**WORK INSTRUCTION**. Repeat exactly, and only, the lines of the entries below from the one with "Self::write_fixed(&mut out, &packet.sname, 64);" through the one with "if *option == DhcpOption::End", both ends included.
>>
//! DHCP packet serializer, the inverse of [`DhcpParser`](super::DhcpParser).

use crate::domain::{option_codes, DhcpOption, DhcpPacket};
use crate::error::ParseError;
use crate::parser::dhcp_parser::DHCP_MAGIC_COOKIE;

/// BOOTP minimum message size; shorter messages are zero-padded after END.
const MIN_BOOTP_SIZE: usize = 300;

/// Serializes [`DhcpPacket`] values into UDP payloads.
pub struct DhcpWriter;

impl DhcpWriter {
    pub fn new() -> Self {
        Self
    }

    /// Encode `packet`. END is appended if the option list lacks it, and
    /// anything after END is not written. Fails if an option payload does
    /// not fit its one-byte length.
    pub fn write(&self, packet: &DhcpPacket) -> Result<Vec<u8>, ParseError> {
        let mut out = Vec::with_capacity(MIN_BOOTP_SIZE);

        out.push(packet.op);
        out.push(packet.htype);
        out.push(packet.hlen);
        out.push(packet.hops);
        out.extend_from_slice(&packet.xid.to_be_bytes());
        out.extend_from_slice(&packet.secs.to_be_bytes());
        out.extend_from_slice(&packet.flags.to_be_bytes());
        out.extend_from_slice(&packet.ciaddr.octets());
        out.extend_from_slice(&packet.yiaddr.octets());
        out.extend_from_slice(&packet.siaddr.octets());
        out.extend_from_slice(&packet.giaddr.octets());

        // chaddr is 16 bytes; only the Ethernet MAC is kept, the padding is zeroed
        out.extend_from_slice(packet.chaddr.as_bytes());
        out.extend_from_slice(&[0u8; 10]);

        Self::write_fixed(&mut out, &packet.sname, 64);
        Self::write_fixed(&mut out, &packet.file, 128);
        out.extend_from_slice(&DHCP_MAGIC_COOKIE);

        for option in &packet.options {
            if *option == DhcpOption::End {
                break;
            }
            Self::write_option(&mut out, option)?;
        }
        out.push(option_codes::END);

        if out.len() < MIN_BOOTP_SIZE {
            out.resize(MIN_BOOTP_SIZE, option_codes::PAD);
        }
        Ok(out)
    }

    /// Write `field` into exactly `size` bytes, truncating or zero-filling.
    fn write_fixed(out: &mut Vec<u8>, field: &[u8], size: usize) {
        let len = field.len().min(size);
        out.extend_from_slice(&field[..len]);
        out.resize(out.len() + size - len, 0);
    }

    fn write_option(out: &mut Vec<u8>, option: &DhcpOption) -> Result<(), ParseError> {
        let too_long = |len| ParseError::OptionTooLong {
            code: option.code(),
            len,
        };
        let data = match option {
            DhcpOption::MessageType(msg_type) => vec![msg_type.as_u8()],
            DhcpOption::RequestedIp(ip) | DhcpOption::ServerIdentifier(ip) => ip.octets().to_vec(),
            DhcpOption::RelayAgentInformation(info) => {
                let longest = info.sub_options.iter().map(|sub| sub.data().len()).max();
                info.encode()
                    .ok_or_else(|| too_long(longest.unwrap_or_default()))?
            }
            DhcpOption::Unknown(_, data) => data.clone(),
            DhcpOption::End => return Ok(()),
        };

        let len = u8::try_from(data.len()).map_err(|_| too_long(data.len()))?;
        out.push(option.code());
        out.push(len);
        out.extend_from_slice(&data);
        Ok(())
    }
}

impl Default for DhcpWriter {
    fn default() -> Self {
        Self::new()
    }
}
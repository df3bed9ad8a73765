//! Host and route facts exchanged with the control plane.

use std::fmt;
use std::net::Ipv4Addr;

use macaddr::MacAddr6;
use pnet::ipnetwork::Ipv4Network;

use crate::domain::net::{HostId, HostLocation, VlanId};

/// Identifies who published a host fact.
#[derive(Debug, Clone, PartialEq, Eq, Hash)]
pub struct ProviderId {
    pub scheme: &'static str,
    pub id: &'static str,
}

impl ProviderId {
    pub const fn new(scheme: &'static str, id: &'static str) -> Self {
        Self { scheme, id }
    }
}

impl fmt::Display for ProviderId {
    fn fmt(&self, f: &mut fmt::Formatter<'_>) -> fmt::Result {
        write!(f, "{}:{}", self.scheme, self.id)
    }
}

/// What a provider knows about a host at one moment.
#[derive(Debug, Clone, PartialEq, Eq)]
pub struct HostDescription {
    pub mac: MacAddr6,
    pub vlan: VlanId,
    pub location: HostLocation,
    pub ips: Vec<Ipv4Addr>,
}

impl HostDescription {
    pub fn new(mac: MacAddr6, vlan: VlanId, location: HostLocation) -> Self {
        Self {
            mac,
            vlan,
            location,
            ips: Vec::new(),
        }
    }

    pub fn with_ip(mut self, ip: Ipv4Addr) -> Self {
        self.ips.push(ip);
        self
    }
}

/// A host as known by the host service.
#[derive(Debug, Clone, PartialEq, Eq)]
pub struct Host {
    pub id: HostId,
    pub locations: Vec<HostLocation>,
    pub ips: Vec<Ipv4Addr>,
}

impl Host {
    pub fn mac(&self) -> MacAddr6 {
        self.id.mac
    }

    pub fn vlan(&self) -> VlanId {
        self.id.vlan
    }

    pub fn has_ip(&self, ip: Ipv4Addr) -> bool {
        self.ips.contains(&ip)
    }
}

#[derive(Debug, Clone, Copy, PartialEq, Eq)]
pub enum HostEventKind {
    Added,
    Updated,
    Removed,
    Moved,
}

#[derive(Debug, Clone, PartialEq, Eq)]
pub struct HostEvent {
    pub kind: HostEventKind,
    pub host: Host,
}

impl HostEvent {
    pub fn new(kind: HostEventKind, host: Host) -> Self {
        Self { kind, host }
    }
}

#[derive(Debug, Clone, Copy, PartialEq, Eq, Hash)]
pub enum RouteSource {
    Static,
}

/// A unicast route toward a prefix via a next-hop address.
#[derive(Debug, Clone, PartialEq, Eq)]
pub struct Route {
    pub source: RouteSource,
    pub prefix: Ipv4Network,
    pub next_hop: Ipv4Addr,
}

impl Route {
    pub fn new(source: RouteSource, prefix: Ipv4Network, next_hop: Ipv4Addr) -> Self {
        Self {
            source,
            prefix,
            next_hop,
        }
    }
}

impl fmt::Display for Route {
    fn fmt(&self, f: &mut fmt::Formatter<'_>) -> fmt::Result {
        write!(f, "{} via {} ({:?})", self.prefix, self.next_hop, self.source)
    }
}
<<
**OUTPUT OF THE EXERCISE**.
        Self::write_fixed(&mut out, &packet.sname, 64);
        Self::write_fixed(&mut out, &packet.file, 128);
        out.extend_from_slice(&DHCP_MAGIC_COOKIE);

        for option in &packet.options {
            if *option == DhcpOption::End {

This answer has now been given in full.